The chorus to country music star Luke Combs’ hit song “Better Together” has these lyrics:
“Some things just go better together and probably always will
Like a cup of coffee and a sunrise, Sunday drives and time to kill
What’s the point of this ol’ guitar if it ain’t got no strings?
Or pourin’ your heart into a song that you ain’t gonna sing?
It’s a match made up in heaven, like good ol’ boys and beer
And me, as long as you’re right here.”
Like “a cup of coffee and a sunrise” and “good ol’ boys and beer,” z/OS memory and Db2 are indeed “a match made in heaven.”
Leveraging Db2 Buffer Pools
The list of ways Db2 can leverage memory is indeed extensive and continues to expand with each new Db2 release and function level. In a recent blog, “How Much is Enough REAL Storage,” Adrian Burke identified several including EDM and authorization cache pools, persisting threads, Fast Traverse Blocks, contiguous buffer pools, and EDM pool storage allocation techniques.
Though these all provide value, most would agree with Catterall’s statement identifying buffer pools (BPs) as “your single biggest memory-related leverage point.”
As background to help non-Db2 specialists understand why buffer pools play such a vital role, the extent to which getpage requests can be satisfied with data already residing in a buffer (through various prefetch mechanisms) is a primary contributor to Db2 performance and efficiency.

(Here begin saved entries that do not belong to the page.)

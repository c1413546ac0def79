use axum::{
    middleware,
    routing::{get, post, put},
    Router,
};
use domain::services::{Clock, SystemClock};
use sqlx::PgPool;
use std::sync::Arc;
use std::time::Duration;
use tower_http::{
    compression::CompressionLayer,
    cors::{Any, CorsLayer},
    timeout::TimeoutLayer,
    trace::TraceLayer,
};

use crate::config::Config;
use crate::middleware::{metrics_handler, metrics_middleware, trace_id};
use crate::routes::{
    admin, auth, charts, health, invitations, notifications, players, sessions,
};
use crate::services::email::EmailService;

#[derive(Clone)]
pub struct AppState {
    pub pool: PgPool,
    pub config: Arc<Config>,
    pub clock: Arc<dyn Clock>,
    pub email: EmailService,
}

pub fn create_app(config: Config, pool: PgPool) -> Router {
    create_app_with_clock(config, pool, Arc::new(SystemClock))
}

/// Builds the router with an explicit time source.
pub fn create_app_with_clock(config: Config, pool: PgPool, clock: Arc<dyn Clock>) -> Router {
    let config = Arc::new(config);

    let state = AppState {
        pool,
        email: EmailService::new(config.email.clone()),
        config: config.clone(),
        clock,
    };

    // Any origin when none are configured (development)
    let cors = if config.security.cors_origins.is_empty() {
        CorsLayer::new()
            .allow_origin(Any)
            .allow_methods(Any)
            .allow_headers(Any)
    } else {
        use tower_http::cors::AllowOrigin;
        let origins: Vec<_> = config
            .security
            .cors_origins
            .iter()
            .filter_map(|o| o.parse().ok())
            .collect();
        CorsLayer::new()
            .allow_origin(AllowOrigin::list(origins))
            .allow_methods(Any)
            .allow_headers(Any)
    };

    // Every invitation route uses the same `:key` segment; see routes::invitations
    let invitation_routes = Router::new()
        .route(
            "/api/invitations",
            post(invitations::create_invitation).get(invitations::list_invitations),
        )
        .route("/api/invitations/:key", get(invitations::get_invitation))
        .route(
            "/api/invitations/:key/request-renewal",
            post(invitations::request_renewal),
        )
        .route(
            "/api/invitations/:key/approve-renewal",
            post(invitations::approve_renewal),
        )
        .route(
            "/api/invitations/:key/accept",
            post(invitations::accept_invitation),
        )
        .route(
            "/api/invitations/:key/cancel",
            post(invitations::cancel_invitation),
        )
        .route("/api/invitations/:key/signup", post(invitations::signup))
        .route("/api/notifications", get(notifications::list_notifications));

    let roster_routes = Router::new()
        .route(
            "/api/players",
            post(players::create_player).get(players::list_players),
        )
        .route(
            "/api/players/:id",
            get(players::get_player).delete(players::delete_player),
        )
        .route(
            "/api/players/:id/sessions",
            post(sessions::create_session).get(sessions::list_sessions),
        )
        .route("/api/players/:id/chart", get(charts::player_chart))
        .route(
            "/api/sessions/:id",
            put(sessions::update_session).delete(sessions::delete_session),
        );

    let auth_routes = Router::new().route("/api/auth/login", post(auth::login));

    // Guarded per handler by the SetupToken extractor
    let admin_routes = Router::new()
        .route("/api/admin/bootstrap", post(admin::bootstrap))
        .route("/api/admin/users/:id/role", post(admin::update_user_role))
        .route("/api/admin/overview", get(admin::overview));

    let public_routes = Router::new()
        .route("/api/health", get(health::health_check))
        .route("/api/health/ready", get(health::ready))
        .route("/api/health/live", get(health::live))
        .route("/metrics", get(metrics_handler));

    Router::new()
        .merge(public_routes)
        .merge(invitation_routes)
        .merge(roster_routes)
        .merge(auth_routes)
        .merge(admin_routes)
        // Bottom layers run first
        .layer(CompressionLayer::new())
        .layer(TimeoutLayer::new(Duration::from_secs(
            config.server.request_timeout_secs,
        )))
        .layer(middleware::from_fn(metrics_middleware))
        .layer(TraceLayer::new_for_http())
        .layer(middleware::from_fn(trace_id))
        .layer(cors)
        .with_state(state)
}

Buffer pool hits avoid I/Os that are synchronous with the unit of work (“sync I/Os”) and thus introduce delays into response times. These hits also improve efficiency since accessing data from memory consumes far less CPU than issuing an I/O to request it from disk.
Buffer Pool Tuning Exercises Rely on Key Metrics
The objective of any buffer pool tuning effort is to make best use of the z/OS memory made available to Db2. This amount typically represents an informal understanding between the z/OS and Db2 technical teams, though IEASYSxx LFAREA specifications creating large frames (1MB and possibly 2GB) bring more structure to this arrangement.
The benefits of any such effort rely heavily on the quality of the operational data upon which the analysis is based. Fortunately, the mainframe platform produces an incredibly rich set of metrics far superior to any other. More good news is that no z/OS subsystem provides better instrumentation than Db2. Rest assured that all the metrics needed to enable informed buffer pool tuning analysis are readily available in Db2 Statistics (SMF 100) and Accounting (SMF 101) data.
Now as far as what to do with that data, industry experts propose varied buffer pool tuning approaches. They all draw on a similar common set of metrics but are differentiated by the criteria they select for their primary focus. Proposed top-level criteria include random hit ratio (i.e., percentage of sync I/Os that have been avoided) and page residency time (i.e., average time a page is resident in a buffer pool).
Though buffer pool tuning approaches vary in the primary criteria they select, they are all entirely driven by key metrics and thus greatly aided when those metrics can be accessed with minimal effort. This easy access makes buffer pool tuning exercises less time-consuming and thus increases the likelihood they will be periodically revisited, both to achieve continuous incremental improvement as well as to adjust to changing workloads.
Accessible Metrics Simplify Buffer Pool Tuning Analysis
As an example, let’s select the buffer pool tuning methodology advocated by Catterall in the previously referenced presentation, and see how easy accessibility to metrics could help simplify and expedite that analysis. He identifies total read I/O rate as “the most important buffer pool metric”. That rate includes two types of synchronous reads (random and sequential) and three types of prefetch reads (sequential, list, and dynamic).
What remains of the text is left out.